Maize response to different water, salinity and nitrogen levels: agronomic behavior

Document Type: Research Paper


Irrigation Department, Shiraz University, Shiraz, I.R of Iran.


Soil water, salinity and nitrogen content are three major factors affecting crop

production in arid and semi-arid areas. This study was performed in two years of

2009 and 2010 in a semi-arid area in order to investigate the effects of irrigation

water quantity (as main plot), quality (saline water, as sub-plot), nitrogen fertilizer

(as sub-sub plot) and their interactions on growth and yield of maize hybrid SC-

704. The experimental design was split plot with three replications. Irrigation

treatments consisted of I1 (1.0 crop evapotranspiration (ETc) + 0.25ETc as

leaching), I2 (0.75I1) and I3 (0.5I1) applied at 7-day intervals. The salinity

treatments were 0.6 (fresh water), 2.0 and 4.0 dS m-1. There were also three

nitrogen (N) treatments including 0, 150 and 300 kg N ha-1. The results showed

that maize under water and salinity stress had longer vegetative stage period by 11

and 16% compared to the control, respectively. The most sensitive trait under

water, salinity and nitrogen stress was grain yield (GY) which reduced by 52.3,

25.2 and 28.0%, for treatments of 0.5I1, 4.0 dS m-1 and 0 kg N ha-1, respectively.

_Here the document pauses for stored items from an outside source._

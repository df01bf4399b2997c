use serde::{Deserialize, Serialize};

#[derive(Deserialize, Debug)]
pub struct ChatApiResponse {
    pub choices: Vec<ChatChoice>,
}

#[derive(Deserialize, Debug)]
pub struct ChatChoice {
    pub message: ChatResponseMessage,
}

#[derive(Deserialize, Debug)]
pub struct ChatResponseMessage {
    pub content: Option<String>,
}

impl ChatApiResponse {
    /// Text of the first choice, if the service sent a non-empty one.
    pub fn into_first_content(self) -> Option<String> {
        self.choices
            .into_iter()
            .next()
            .and_then(|choice| choice.message.content)
            .filter(|content| !content.is_empty())
    }
}

#[derive(Debug, Serialize)]
pub struct OpenAiChatRequestBody {
    pub model: String,
    pub messages: Vec<ChatMessageRole>,
}

#[derive(Debug, Serialize)]
pub struct ChatMessageRole {
    pub role: String,
    pub content: String,
}
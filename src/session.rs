use crate::config::Settings;
use crate::credential::CredentialHolder;
use crate::editor::DescriptionEditor;
use crate::error::DescribeError;
use crate::generator::DescriptionGenerator;
use crate::images::UploadedImage;
use crate::persister::save_description;
use log::warn;
use reqwest::Client;
use std::path::{Path, PathBuf};

/// User-facing outcome of a handled event.
#[derive(Debug, Clone, PartialEq, Eq)]
pub enum Notice {
    Success(String),
    Error(String),
    Info(String),
}

/// All state for one interactive session. Each handler runs to completion
/// and reports through a [`Notice`]; none of them fails the session.
pub struct Session {
    credential: CredentialHolder,
    generator: DescriptionGenerator,
    image: Option<UploadedImage>,
    editor: DescriptionEditor,
    save_dir: PathBuf,
    default_save_dir: PathBuf,
}

impl Session {
    pub fn new(client: Client, settings: &Settings) -> Self {
        Session {
            credential: CredentialHolder::new(settings.api_key.clone()),
            generator: DescriptionGenerator::new(client, settings),
            image: None,
            editor: DescriptionEditor::default(),
            save_dir: settings.save_dir.clone(),
            default_save_dir: settings.save_dir.clone(),
        }
    }

    pub fn has_credential(&self) -> bool {
        self.credential.is_set()
    }

    pub fn description(&self) -> &str {
        self.editor.current()
    }

    pub fn save_dir(&self) -> &Path {
        &self.save_dir
    }

    pub fn supply_credential(&mut self, key: &str) -> Notice {
        if self.credential.set(key) {
            Notice::Success("API key stored for this session".to_string())
        } else if self.credential.is_set() {
            Notice::Info("An API key is already set for this session".to_string())
        } else {
            Notice::Info("Add your OpenAI API key to use this application".to_string())
        }
    }

    pub fn upload(&mut self, path: &Path) -> Notice {
        self.accept_upload(UploadedImage::from_path(path))
    }

    #[cfg(test)]
    pub fn upload_bytes(&mut self, name: &str, bytes: Vec<u8>) -> Notice {
        self.accept_upload(UploadedImage::from_bytes(name, bytes))
    }

    fn accept_upload(&mut self, result: Result<UploadedImage, DescribeError>) -> Notice {
        match result {
            Ok(image) => {
                let notice = Notice::Success(format!(
                    "Loaded image {} ({}, {} bytes)",
                    image.name,
                    image.format,
                    image.bytes.len()
                ));
                self.image = Some(image);
                notice
            }
            Err(e) => Notice::Error(e.to_string()),
        }
    }

    /// Requests a fresh description for the current image. The previous
    /// description survives any failure.
    pub async fn generate(&mut self) -> Notice {
        let api_key = match self.credential.get() {
            Ok(key) => key,
            Err(_) => {
                return Notice::Info("Add your OpenAI API key to use this application".to_string())
            }
        };
        let image = match &self.image {
            Some(image) => image,
            None => return Notice::Info("Choose an image first".to_string()),
        };

        match self.generator.generate(api_key, image).await {
            Ok(description) => {
                self.editor.replace(description);
                Notice::Success("Description generated".to_string())
            }
            Err(e) => {
                warn!("Generation failed: {}", e);
                Notice::Error(format!("Failed to generate description: {}", e))
            }
        }
    }

    pub fn edit(&mut self, text: impl Into<String>) -> Notice {
        self.editor.replace(text);
        Notice::Info("Description updated".to_string())
    }

    /// A blank directory restores the configured default.
    pub fn set_directory(&mut self, directory: &str) -> Notice {
        let directory = directory.trim();
        self.save_dir = if directory.is_empty() {
            self.default_save_dir.clone()
        } else {
            PathBuf::from(directory)
        };
        Notice::Info(format!("Saving to {}", self.save_dir.display()))
    }

    pub fn save(&mut self, filename: Option<&str>) -> Notice {
        if self.editor.is_empty() {
            return Notice::Info("There is no description to save yet".to_string());
        }
        match save_description(self.editor.current(), &self.save_dir, filename) {
            Ok(path) => Notice::Success(format!("Description saved to {}", path.display())),
            Err(e) => Notice::Error(format!("Failed to save description: {}", e)),
        }
    }
}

Based on water productivity (WP), applied water is more efficient for GY

production under lower irrigation and N fertilizer usage. Grain yield surface

function approached a maximum under I2 and I1 treatments in response to

increasing water and N levels. The contour plots of GY were developed at each

salinity level and showed that it could be a useful management device of irrigation

and N for maize GY. Based on nitrogen use efficiency (NUE) and nitrogen

recovery (NR), the N application rate of 150 kg ha-1 was the optimum rate for the

study region especially under saline water conditions. Further, interaction result of

the experimental factors showed that with adequate or limited fresh water supply,

application of higher N rate (300 kg ha-1) yielded higher GY. While under saline water application, lower N rates (150 kg ha-1) was appropriate management for

optimum maize GY with sufficient/non-sufficient irrigation. Furthermore, the

threshold values of soil saturation extract, 50% GY reduction, and yield reduction

coefficient of maize showed that in general maize did not tolerate salinity better

under higher N application rate (300 kg ha-1), although in some cases its sensitivity

to salinity decreased by increasing N application rate.

Keywords: Agronomic response; Maize; Nitrogen; Saline water; Salinity indices.